» Exercise prompt
Please start at the first line of the records beneath and quote each line exactly, ending with the line containing "#[derive(Debug, Clone)]".

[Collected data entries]
------------------------------------------------
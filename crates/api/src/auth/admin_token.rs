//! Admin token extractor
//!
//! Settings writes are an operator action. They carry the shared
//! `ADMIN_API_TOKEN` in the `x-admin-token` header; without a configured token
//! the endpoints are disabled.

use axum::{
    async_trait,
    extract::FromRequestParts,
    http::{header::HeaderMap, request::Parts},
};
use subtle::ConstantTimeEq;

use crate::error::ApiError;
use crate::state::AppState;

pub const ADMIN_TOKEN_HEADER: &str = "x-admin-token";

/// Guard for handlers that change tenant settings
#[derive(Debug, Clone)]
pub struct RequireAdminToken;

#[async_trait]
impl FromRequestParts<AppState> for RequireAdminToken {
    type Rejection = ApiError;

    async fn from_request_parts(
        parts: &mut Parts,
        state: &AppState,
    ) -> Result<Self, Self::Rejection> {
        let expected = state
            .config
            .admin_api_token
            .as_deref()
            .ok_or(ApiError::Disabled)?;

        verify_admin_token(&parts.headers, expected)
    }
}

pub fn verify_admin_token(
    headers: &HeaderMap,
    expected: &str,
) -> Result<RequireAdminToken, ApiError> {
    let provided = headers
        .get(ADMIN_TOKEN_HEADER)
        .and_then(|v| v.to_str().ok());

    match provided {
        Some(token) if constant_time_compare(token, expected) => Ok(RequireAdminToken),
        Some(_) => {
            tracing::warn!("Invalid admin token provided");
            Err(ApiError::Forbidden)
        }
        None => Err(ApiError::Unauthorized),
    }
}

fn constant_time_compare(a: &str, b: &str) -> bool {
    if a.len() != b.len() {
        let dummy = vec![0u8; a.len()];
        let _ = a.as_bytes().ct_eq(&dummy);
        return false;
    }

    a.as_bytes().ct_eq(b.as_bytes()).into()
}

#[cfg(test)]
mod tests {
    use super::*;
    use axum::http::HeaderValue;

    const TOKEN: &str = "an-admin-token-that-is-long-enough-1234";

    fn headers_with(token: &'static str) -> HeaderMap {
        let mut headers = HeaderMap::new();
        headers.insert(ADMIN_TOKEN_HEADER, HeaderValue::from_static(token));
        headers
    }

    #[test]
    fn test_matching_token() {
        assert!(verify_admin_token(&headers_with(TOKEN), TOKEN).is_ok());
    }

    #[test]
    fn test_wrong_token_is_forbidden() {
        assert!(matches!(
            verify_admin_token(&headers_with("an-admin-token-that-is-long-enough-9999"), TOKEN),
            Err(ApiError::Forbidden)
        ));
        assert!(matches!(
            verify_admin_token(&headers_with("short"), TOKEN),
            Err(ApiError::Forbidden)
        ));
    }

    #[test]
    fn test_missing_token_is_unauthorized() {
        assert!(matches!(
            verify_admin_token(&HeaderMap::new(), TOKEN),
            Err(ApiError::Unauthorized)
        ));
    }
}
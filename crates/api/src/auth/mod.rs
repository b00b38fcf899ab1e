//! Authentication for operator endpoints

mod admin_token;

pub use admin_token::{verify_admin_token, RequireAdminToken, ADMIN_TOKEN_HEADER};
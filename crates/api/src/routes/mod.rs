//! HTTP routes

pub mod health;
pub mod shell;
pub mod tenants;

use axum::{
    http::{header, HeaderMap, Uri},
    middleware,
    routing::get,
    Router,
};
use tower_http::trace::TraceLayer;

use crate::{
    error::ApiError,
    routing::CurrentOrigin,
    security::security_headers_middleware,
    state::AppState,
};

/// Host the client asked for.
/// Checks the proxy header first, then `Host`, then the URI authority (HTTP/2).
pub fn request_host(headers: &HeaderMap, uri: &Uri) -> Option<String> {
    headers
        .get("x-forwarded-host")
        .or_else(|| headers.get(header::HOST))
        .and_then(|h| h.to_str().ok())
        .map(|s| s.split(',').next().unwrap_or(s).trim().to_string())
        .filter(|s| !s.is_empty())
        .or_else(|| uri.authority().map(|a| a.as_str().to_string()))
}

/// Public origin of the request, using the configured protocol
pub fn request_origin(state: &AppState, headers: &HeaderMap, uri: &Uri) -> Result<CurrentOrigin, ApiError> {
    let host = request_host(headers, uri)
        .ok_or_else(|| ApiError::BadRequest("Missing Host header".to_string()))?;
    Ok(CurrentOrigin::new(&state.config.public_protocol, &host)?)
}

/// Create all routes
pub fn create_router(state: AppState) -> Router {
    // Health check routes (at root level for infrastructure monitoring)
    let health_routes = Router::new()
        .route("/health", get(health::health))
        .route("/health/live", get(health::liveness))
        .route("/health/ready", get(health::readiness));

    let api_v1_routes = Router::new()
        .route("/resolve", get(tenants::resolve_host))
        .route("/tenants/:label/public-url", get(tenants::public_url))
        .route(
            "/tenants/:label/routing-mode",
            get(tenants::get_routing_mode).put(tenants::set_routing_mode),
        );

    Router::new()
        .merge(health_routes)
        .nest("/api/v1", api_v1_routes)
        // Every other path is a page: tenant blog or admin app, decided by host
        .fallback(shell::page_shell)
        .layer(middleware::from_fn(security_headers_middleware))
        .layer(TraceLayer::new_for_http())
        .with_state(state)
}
------------------------------------------------
» Result for this task
filename crates/api/src/auth/admin_token.rs
//! Admin token extractor
//!
//! Settings writes are an operator action. They carry the shared
//! `ADMIN_API_TOKEN` in the `x-admin-token` header; without a configured token
//! the endpoints are disabled.

use axum::{
    async_trait,
    extract::FromRequestParts,
    http::{header::HeaderMap, request::Parts},
};
use subtle::ConstantTimeEq;

use crate::error::ApiError;
use crate::state::AppState;

pub const ADMIN_TOKEN_HEADER: &str = "x-admin-token";

/// Guard for handlers that change tenant settings
#[derive(Debug, Clone)]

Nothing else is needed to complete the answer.